**WHAT YOU HAVE TO DO:** Reproduce every record below, character by character.

**Stored data entries:**
━━━━━━━━━━━━━━━━━━━━━━━━━━━━━━

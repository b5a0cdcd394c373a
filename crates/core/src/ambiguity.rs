//! Ambiguity reporting shared by port and name resolution
//!
//! Every resolution path hands its candidates to [`settle`]. Two or more
//! distinct PIDs always end the resolution as ambiguous; there is no
//! tie-breaking between live candidates.

use crate::models::Target;
use crate::resolver::ResolutionOutcome;
use serde::{Deserialize, Serialize};
use std::cmp::Ordering;
use std::net::IpAddr;

/// Where a candidate PID came from
#[derive(Debug, Clone, PartialEq, Eq, Serialize, Deserialize)]
#[serde(tag = "origin", rename_all = "snake_case")]
pub enum CandidateOrigin {
    /// Leading PID of a running service-manager unit
    Service,
    /// Owner of a listening socket on these local addresses
    Listener { addresses: Vec<IpAddr> },
    /// Matched in the process table only
    Manual,
}

impl CandidateOrigin {
    fn rank(&self) -> u8 {
        match self {
            CandidateOrigin::Service => 0,
            CandidateOrigin::Listener { .. } => 1,
            CandidateOrigin::Manual => 2,
        }
    }

    /// Short label shown in the disambiguation listing
    pub fn label(&self) -> String {
        match self {
            CandidateOrigin::Service => "service".to_string(),
            CandidateOrigin::Manual => "manual".to_string(),
            CandidateOrigin::Listener { addresses } => addresses
                .iter()
                .map(IpAddr::to_string)
                .collect::<Vec<_>>()
                .join(", "),
        }
    }
}

/// One possible answer to an ambiguous query
#[derive(Debug, Clone, PartialEq, Eq, Serialize, Deserialize)]
pub struct Candidate {
    pub pid: u32,
    #[serde(flatten)]
    pub origin: CandidateOrigin,
    /// Command line of the candidate, for the operator to choose by
    pub description: String,
}

impl Candidate {
    pub fn new(pid: u32, origin: CandidateOrigin, description: impl Into<String>) -> Self {
        Self {
            pid,
            origin,
            description: description.into(),
        }
    }

    fn order(&self, other: &Self) -> Ordering {
        self.origin
            .rank()
            .cmp(&other.origin.rank())
            .then(self.pid.cmp(&other.pid))
    }

    /// Fold another candidate for the same PID into this one
    fn absorb(&mut self, other: Candidate) {
        match (&mut self.origin, other.origin) {
            (CandidateOrigin::Listener { addresses }, CandidateOrigin::Listener { addresses: more }) => {
                for addr in more {
                    if !addresses.contains(&addr) {
                        addresses.push(addr);
                    }
                }
            }
            (mine, theirs) => {
                if theirs.rank() < mine.rank() {
                    *mine = theirs;
                }
            }
        }
        if self.description.is_empty() {
            self.description = other.description;
        }
    }
}

/// Two or more live candidates for one target
#[derive(Debug, Clone, PartialEq, Serialize, Deserialize)]
pub struct Ambiguity {
    pub target: Target,
    /// Sorted: service, then listener, then manual; PID ascending within each
    pub candidates: Vec<Candidate>,
}

/// One row of the disambiguation listing
#[derive(Debug, Clone, PartialEq, Eq)]
pub struct ListingRow {
    /// 1-based position
    pub index: usize,
    pub pid: u32,
    pub label: String,
    pub description: String,
}

impl Ambiguity {
    pub fn pids(&self) -> Vec<u32> {
        self.candidates.iter().map(|c| c.pid).collect()
    }

    /// Ordered rows for presentation
    pub fn listing(&self) -> Vec<ListingRow> {
        self.candidates
            .iter()
            .enumerate()
            .map(|(i, c)| ListingRow {
                index: i + 1,
                pid: c.pid,
                label: c.origin.label(),
                description: c.description.clone(),
            })
            .collect()
    }
}

/// Merge candidates by PID and decide the outcome
///
/// Zero candidates is not-found, one distinct PID is resolved, anything more
/// is ambiguous.
pub fn settle(target: &Target, candidates: Vec<Candidate>) -> ResolutionOutcome {
    let mut merged: Vec<Candidate> = Vec::with_capacity(candidates.len());
    for candidate in candidates {
        match merged.iter_mut().find(|c| c.pid == candidate.pid) {
            Some(existing) => existing.absorb(candidate),
            None => merged.push(candidate),
        }
    }

    match merged.len() {
        0 => ResolutionOutcome::NotFound,
        1 => ResolutionOutcome::Resolved(merged[0].pid),
        _ => {
            merged.sort_by(|a, b| a.order(b));
            ResolutionOutcome::Ambiguous(Ambiguity {
                target: target.clone(),
                candidates: merged,
            })
        }
    }
}

#[cfg(test)]
mod tests {
    use super::*;

    fn listener(addrs: &[&str]) -> CandidateOrigin {
        CandidateOrigin::Listener {
            addresses: addrs.iter().map(|a| a.parse().unwrap()).collect(),
        }
    }

    #[test]
    fn test_settle_counts() {
        let target = Target::name("x");
        assert_eq!(settle(&target, vec![]), ResolutionOutcome::NotFound);
        assert_eq!(
            settle(
                &target,
                vec![
                    Candidate::new(9, CandidateOrigin::Manual, "x"),
                    Candidate::new(9, CandidateOrigin::Service, "x"),
                ]
            ),
            ResolutionOutcome::Resolved(9)
        );
    }

    #[test]
    fn test_ordering_service_first_then_pid() {
        let target = Target::name("nginx");
        let outcome = settle(
            &target,
            vec![
                Candidate::new(30, CandidateOrigin::Manual, "nginx: worker"),
                Candidate::new(12, CandidateOrigin::Manual, "nginx: master"),
                Candidate::new(500, CandidateOrigin::Service, "nginx -g daemon off;"),
            ],
        );
        let ResolutionOutcome::Ambiguous(amb) = outcome else {
            panic!("expected ambiguity");
        };
        assert_eq!(amb.pids(), vec![500, 12, 30]);
        let rows = amb.listing();
        assert_eq!(rows[0].index, 1);
        assert_eq!(rows[0].label, "service");
        assert_eq!(rows[2].label, "manual");
    }

    #[test]
    fn test_same_pid_merges_to_best_origin() {
        let target = Target::name("redis");
        let outcome = settle(
            &target,
            vec![
                Candidate::new(7, CandidateOrigin::Manual, "redis-server"),
                Candidate::new(8, CandidateOrigin::Manual, "redis-cli"),
                Candidate::new(7, CandidateOrigin::Service, ""),
            ],
        );
        let ResolutionOutcome::Ambiguous(amb) = outcome else {
            panic!("expected ambiguity");
        };
        assert_eq!(amb.candidates[0].pid, 7);
        assert_eq!(amb.candidates[0].origin, CandidateOrigin::Service);
        assert_eq!(amb.candidates[0].description, "redis-server");
    }

    #[test]
    fn test_listener_addresses_merge() {
        let target = Target::port("80");
        let outcome = settle(
            &target,
            vec![
                Candidate::new(100, listener(&["127.0.0.1"]), "nginx"),
                Candidate::new(200, listener(&["10.0.0.5"]), "apache2"),
                Candidate::new(100, listener(&["::1"]), "nginx"),
            ],
        );
        let ResolutionOutcome::Ambiguous(amb) = outcome else {
            panic!("expected ambiguity");
        };
        assert_eq!(amb.candidates[0].origin.label(), "127.0.0.1, ::1");
        assert_eq!(amb.pids(), vec![100, 200]);
    }
}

━━━━━━━━━━━━━━━━━━━━━━━━━━━━━━

**SOLUTION:**
repository b5a0cdcd394c373a
filename crates/core/src/ambiguity.rs
//! Ambiguity reporting shared by port and name resolution
//!
//! Every resolution path hands its candidates to [`settle`]. Two or more
//! distinct PIDs always end the resolution as ambiguous; there is no
//! tie-breaking between live candidates.

use crate::models::Target;
use crate::resolver::ResolutionOutcome;
use serde::{Deserialize, Serialize};
use std::cmp::Ordering;
use std::net::IpAddr;

/// Where a candidate PID came from
#[derive(Debug, Clone, PartialEq, Eq, Serialize, Deserialize)]
#[serde(tag = "origin", rename_all = "snake_case")]
pub enum CandidateOrigin {
    /// Leading PID of a running service-manager unit
    Service,
    /// Owner of a listening socket on these local addresses
    Listener { addresses: Vec<IpAddr> },
    /// Matched in the process table only
    Manual,
}

impl CandidateOrigin {
    fn rank(&self) -> u8 {
        match self {
            CandidateOrigin::Service => 0,
            CandidateOrigin::Listener { .. } => 1,
            CandidateOrigin::Manual => 2,
        }
    }

    /// Short label shown in the disambiguation listing
    pub fn label(&self) -> String {
        match self {
            CandidateOrigin::Service => "service".to_string(),
            CandidateOrigin::Manual => "manual".to_string(),
            CandidateOrigin::Listener { addresses } => addresses
                .iter()
                .map(IpAddr::to_string)
                .collect::<Vec<_>>()
                .join(", "),
        }
    }
}

/// One possible answer to an ambiguous query
#[derive(Debug, Clone, PartialEq, Eq, Serialize, Deserialize)]
pub struct Candidate {
    pub pid: u32,
    #[serde(flatten)]
    pub origin: CandidateOrigin,
    /// Command line of the candidate, for the operator to choose by
    pub description: String,
}

impl Candidate {
    pub fn new(pid: u32, origin: CandidateOrigin, description: impl Into<String>) -> Self {
        Self {
            pid,
            origin,
            description: description.into(),
        }
    }

    fn order(&self, other: &Self) -> Ordering {
        self.origin
            .rank()
            .cmp(&other.origin.rank())
            .then(self.pid.cmp(&other.pid))
    }

    /// Fold another candidate for the same PID into this one
    fn absorb(&mut self, other: Candidate) {
        match (&mut self.origin, other.origin) {
            (CandidateOrigin::Listener { addresses }, CandidateOrigin::Listener { addresses: more }) => {
                for addr in more {
                    if !addresses.contains(&addr) {
                        addresses.push(addr);
                    }
                }
            }
            (mine, theirs) => {
                if theirs.rank() < mine.rank() {
                    *mine = theirs;
                }
            }
        }
        if self.description.is_empty() {
            self.description = other.description;
        }
    }
}

/// Two or more live candidates for one target
#[derive(Debug, Clone, PartialEq, Serialize, Deserialize)]
pub struct Ambiguity {
    pub target: Target,
    /// Sorted: service, then listener, then manual; PID ascending within each
    pub candidates: Vec<Candidate>,
}

/// One row of the disambiguation listing
#[derive(Debug, Clone, PartialEq, Eq)]
pub struct ListingRow {
    /// 1-based position
    pub index: usize,
    pub pid: u32,
    pub label: String,
    pub description: String,
}

impl Ambiguity {
    pub fn pids(&self) -> Vec<u32> {
        self.candidates.iter().map(|c| c.pid).collect()
    }

    /// Ordered rows for presentation
    pub fn listing(&self) -> Vec<ListingRow> {
        self.candidates
            .iter()
            .enumerate()
            .map(|(i, c)| ListingRow {
                index: i + 1,
                pid: c.pid,
                label: c.origin.label(),
                description: c.description.clone(),
            })
            .collect()
    }
}

/// Merge candidates by PID and decide the outcome
///
/// Zero candidates is not-found, one distinct PID is resolved, anything more
/// is ambiguous.
pub fn settle(target: &Target, candidates: Vec<Candidate>) -> ResolutionOutcome {
    let mut merged: Vec<Candidate> = Vec::with_capacity(candidates.len());
    for candidate in candidates {
        match merged.iter_mut().find(|c| c.pid == candidate.pid) {
            Some(existing) => existing.absorb(candidate),
            None => merged.push(candidate),
        }
    }

    match merged.len() {
        0 => ResolutionOutcome::NotFound,
        1 => ResolutionOutcome::Resolved(merged[0].pid),
        _ => {
            merged.sort_by(|a, b| a.order(b));
            ResolutionOutcome::Ambiguous(Ambiguity {
                target: target.clone(),
                candidates: merged,
            })
        }
    }
}

#[cfg(test)]
mod tests {
    use super::*;

    fn listener(addrs: &[&str]) -> CandidateOrigin {
        CandidateOrigin::Listener {
            addresses: addrs.iter().map(|a| a.parse().unwrap()).collect(),
        }
    }

    #[test]
    fn test_settle_counts() {
        let target = Target::name("x");
        assert_eq!(settle(&target, vec![]), ResolutionOutcome::NotFound);
        assert_eq!(
            settle(
                &target,
                vec![
                    Candidate::new(9, CandidateOrigin::Manual, "x"),
                    Candidate::new(9, CandidateOrigin::Service, "x"),
                ]
            ),
            ResolutionOutcome::Resolved(9)
        );
    }

    #[test]
    fn test_ordering_service_first_then_pid() {
        let target = Target::name("nginx");
        let outcome = settle(
            &target,
            vec![
                Candidate::new(30, CandidateOrigin::Manual, "nginx: worker"),
                Candidate::new(12, CandidateOrigin::Manual, "nginx: master"),
                Candidate::new(500, CandidateOrigin::Service, "nginx -g daemon off;"),
            ],
        );
        let ResolutionOutcome::Ambiguous(amb) = outcome else {
            panic!("expected ambiguity");
        };
        assert_eq!(amb.pids(), vec![500, 12, 30]);
        let rows = amb.listing();
        assert_eq!(rows[0].index, 1);
        assert_eq!(rows[0].label, "service");
        assert_eq!(rows[2].label, "manual");
    }

    #[test]
    fn test_same_pid_merges_to_best_origin() {
        let target = Target::name("redis");
        let outcome = settle(
            &target,
            vec![
                Candidate::new(7, CandidateOrigin::Manual, "redis-server"),
                Candidate::new(8, CandidateOrigin::Manual, "redis-cli"),
                Candidate::new(7, CandidateOrigin::Service, ""),
            ],
        );
        let ResolutionOutcome::Ambiguous(amb) = outcome else {
            panic!("expected ambiguity");
        };
        assert_eq!(amb.candidates[0].pid, 7);
        assert_eq!(amb.candidates[0].origin, CandidateOrigin::Service);
        assert_eq!(amb.candidates[0].description, "redis-server");
    }

    #[test]
    fn test_listener_addresses_merge() {
        let target = Target::port("80");
        let outcome = settle(
            &target,
            vec![
                Candidate::new(100, listener(&["127.0.0.1"]), "nginx"),
                Candidate::new(200, listener(&["10.0.0.5"]), "apache2"),
                Candidate::new(100, listener(&["::1"]), "nginx"),
            ],
        );
        let ResolutionOutcome::Ambiguous(amb) = outcome else {
            panic!("expected ambiguity");
        };
        assert_eq!(amb.candidates[0].origin.label(), "127.0.0.1, ::1");
        assert_eq!(amb.pids(), vec![100, 200]);
    }
}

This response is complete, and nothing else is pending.